── Information

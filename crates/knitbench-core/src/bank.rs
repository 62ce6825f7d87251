//! TOML question bank parser.
//!
//! The bank is the static reference corpus read at generation time:
//! passages for counting, obfuscation and long-context cases, and
//! multiple-choice items for the obfuscated-choice variants.

use std::collections::HashSet;
use std::path::Path;

use anyhow::{Context, Result};
use serde::{Deserialize, Serialize};

const DEFAULT_BANK: &str = include_str!("../data/default_bank.toml");

/// A reference passage.
#[derive(Debug, Clone, PartialEq, Serialize, Deserialize)]
pub struct Passage {
    pub id: String,
    #[serde(default)]
    pub title: String,
    pub text: String,
}

impl Passage {
    /// Sentences of the passage, split on terminal punctuation.
    pub fn sentences(&self) -> Vec<&str> {
        let mut out = Vec::new();
        let mut start = 0;
        let text = self.text.as_str();
        for (i, c) in text.char_indices() {
            if matches!(c, '.' | '!' | '?') {
                let end = i + c.len_utf8();
                let s = text[start..end].trim();
                if !s.is_empty() {
                    out.push(s);
                }
                start = end;
            }
        }
        let rest = text[start..].trim();
        if !rest.is_empty() {
            out.push(rest);
        }
        out
    }
}

/// A multiple-choice item with a zero-based answer index.
#[derive(Debug, Clone, PartialEq, Serialize, Deserialize)]
pub struct McqItem {
    pub id: String,
    #[serde(default)]
    pub subject: String,
    pub question: String,
    pub options: Vec<String>,
    pub answer: usize,
}

impl McqItem {
    /// Text of the correct option, if the index is in range.
    pub fn answer_text(&self) -> Option<&str> {
        self.options.get(self.answer).map(String::as_str)
    }
}

/// The full reference corpus.
#[derive(Debug, Clone, Default, PartialEq, Serialize, Deserialize)]
pub struct QuestionBank {
    pub id: String,
    pub name: String,
    pub passages: Vec<Passage>,
    pub mmlu: Vec<McqItem>,
    pub medmcqa: Vec<McqItem>,
}

impl QuestionBank {
    /// The bank compiled into the crate.
    pub fn builtin() -> Result<Self> {
        parse_bank_str(DEFAULT_BANK, Path::new("<builtin>"))
    }

    /// Append another bank's content to this one.
    pub fn merge(&mut self, other: QuestionBank) {
        self.passages.extend(other.passages);
        self.mmlu.extend(other.mmlu);
        self.medmcqa.extend(other.medmcqa);
    }
}

#[derive(Debug, Deserialize)]
struct TomlBankFile {
    bank: TomlBankHeader,
    #[serde(default)]
    passages: Vec<Passage>,
    #[serde(default)]
    mmlu: Vec<McqItem>,
    #[serde(default)]
    medmcqa: Vec<McqItem>,
}

#[derive(Debug, Deserialize)]
struct TomlBankHeader {
    id: String,
    #[serde(default)]
    name: String,
}

/// Parse a single TOML file into a `QuestionBank`.
pub fn parse_bank(path: &Path) -> Result<QuestionBank> {
    let content = std::fs::read_to_string(path)
        .with_context(|| format!("failed to read question bank: {}", path.display()))?;

    parse_bank_str(&content, path)
}

/// Parse a TOML string into a `QuestionBank`.
pub fn parse_bank_str(content: &str, source_path: &Path) -> Result<QuestionBank> {
    let parsed: TomlBankFile = toml::from_str(content)
        .with_context(|| format!("failed to parse TOML: {}", source_path.display()))?;

    let passages = parsed
        .passages
        .into_iter()
        .map(|p| Passage {
            text: p.text.trim().to_string(),
            ..p
        })
        .collect();

    Ok(QuestionBank {
        name: if parsed.bank.name.is_empty() {
            parsed.bank.id.clone()
        } else {
            parsed.bank.name
        },
        id: parsed.bank.id,
        passages,
        mmlu: parsed.mmlu,
        medmcqa: parsed.medmcqa,
    })
}

/// Recursively load and merge every `.toml` bank under a directory.
pub fn load_bank_directory(dir: &Path) -> Result<QuestionBank> {
    if !dir.is_dir() {
        anyhow::bail!("not a directory: {}", dir.display());
    }

    let mut merged = QuestionBank {
        id: dir.display().to_string(),
        name: dir.display().to_string(),
        ..Default::default()
    };

    let mut entries: Vec<_> = std::fs::read_dir(dir)
        .with_context(|| format!("failed to read directory: {}", dir.display()))?
        .collect::<std::io::Result<Vec<_>>>()?;
    // read_dir order is platform-dependent; generation must not be.
    entries.sort_by_key(|e| e.path());

    for entry in entries {
        let path = entry.path();
        if path.is_dir() {
            merged.merge(load_bank_directory(&path)?);
        } else if path.extension().is_some_and(|ext| ext == "toml") {
            match parse_bank(&path) {
                Ok(bank) => merged.merge(bank),
                Err(e) => tracing::warn!("skipping {}: {e:#}", path.display()),
            }
        }
    }

    Ok(merged)
}

/// A warning from bank validation.
#[derive(Debug, Clone)]
pub struct ValidationWarning {
    /// The item ID (if applicable).
    pub item_id: Option<String>,
    /// Warning message.
    pub message: String,
}

/// Validate a bank for issues that would break or weaken generation.
pub fn validate_bank(bank: &QuestionBank) -> Vec<ValidationWarning> {
    let mut warnings = Vec::new();

    let mut seen = HashSet::new();
    let ids = bank
        .passages
        .iter()
        .map(|p| &p.id)
        .chain(bank.mmlu.iter().map(|m| &m.id))
        .chain(bank.medmcqa.iter().map(|m| &m.id));
    for id in ids {
        if !seen.insert(id) {
            warnings.push(ValidationWarning {
                item_id: Some(id.clone()),
                message: format!("duplicate item ID: {id}"),
            });
        }
    }

    for p in &bank.passages {
        if p.text.split_whitespace().count() < 20 {
            warnings.push(ValidationWarning {
                item_id: Some(p.id.clone()),
                message: "passage has fewer than 20 words".into(),
            });
        }
    }

    for item in bank.mmlu.iter().chain(&bank.medmcqa) {
        if item.options.len() < 2 {
            warnings.push(ValidationWarning {
                item_id: Some(item.id.clone()),
                message: "fewer than 2 options".into(),
            });
        }
        if item.options.len() > 26 {
            warnings.push(ValidationWarning {
                item_id: Some(item.id.clone()),
                message: "more than 26 options cannot be labelled".into(),
            });
        }
        if item.answer >= item.options.len() {
            warnings.push(ValidationWarning {
                item_id: Some(item.id.clone()),
                message: format!(
                    "answer index {} out of range for {} options",
                    item.answer,
                    item.options.len()
                ),
            });
        }
        let distinct: HashSet<String> = item.options.iter().map(|o| o.to_lowercase()).collect();
        if distinct.len() != item.options.len() {
            warnings.push(ValidationWarning {
                item_id: Some(item.id.clone()),
                message: "options are not distinct".into(),
            });
        }
    }

    if bank.passages.is_empty() {
        warnings.push(ValidationWarning {
            item_id: None,
            message: "no passages: text-based cases cannot be generated".into(),
        });
    }
    if bank.mmlu.is_empty() {
        warnings.push(ValidationWarning {
            item_id: None,
            message: "no mmlu items: mmlu cases cannot be generated".into(),
        });
    }
    if bank.medmcqa.is_empty() {
        warnings.push(ValidationWarning {
            item_id: None,
            message: "no medmcqa items: medical cases cannot be generated".into(),
        });
    }

    warnings
}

────

Exercise description:
The response must contain every line from the listing above in which the string "merged" appears.

Output of the task:
    let mut merged = QuestionBank {
            merged.merge(load_bank_directory(&path)?);
                Ok(bank) => merged.merge(bank),
    Ok(merged)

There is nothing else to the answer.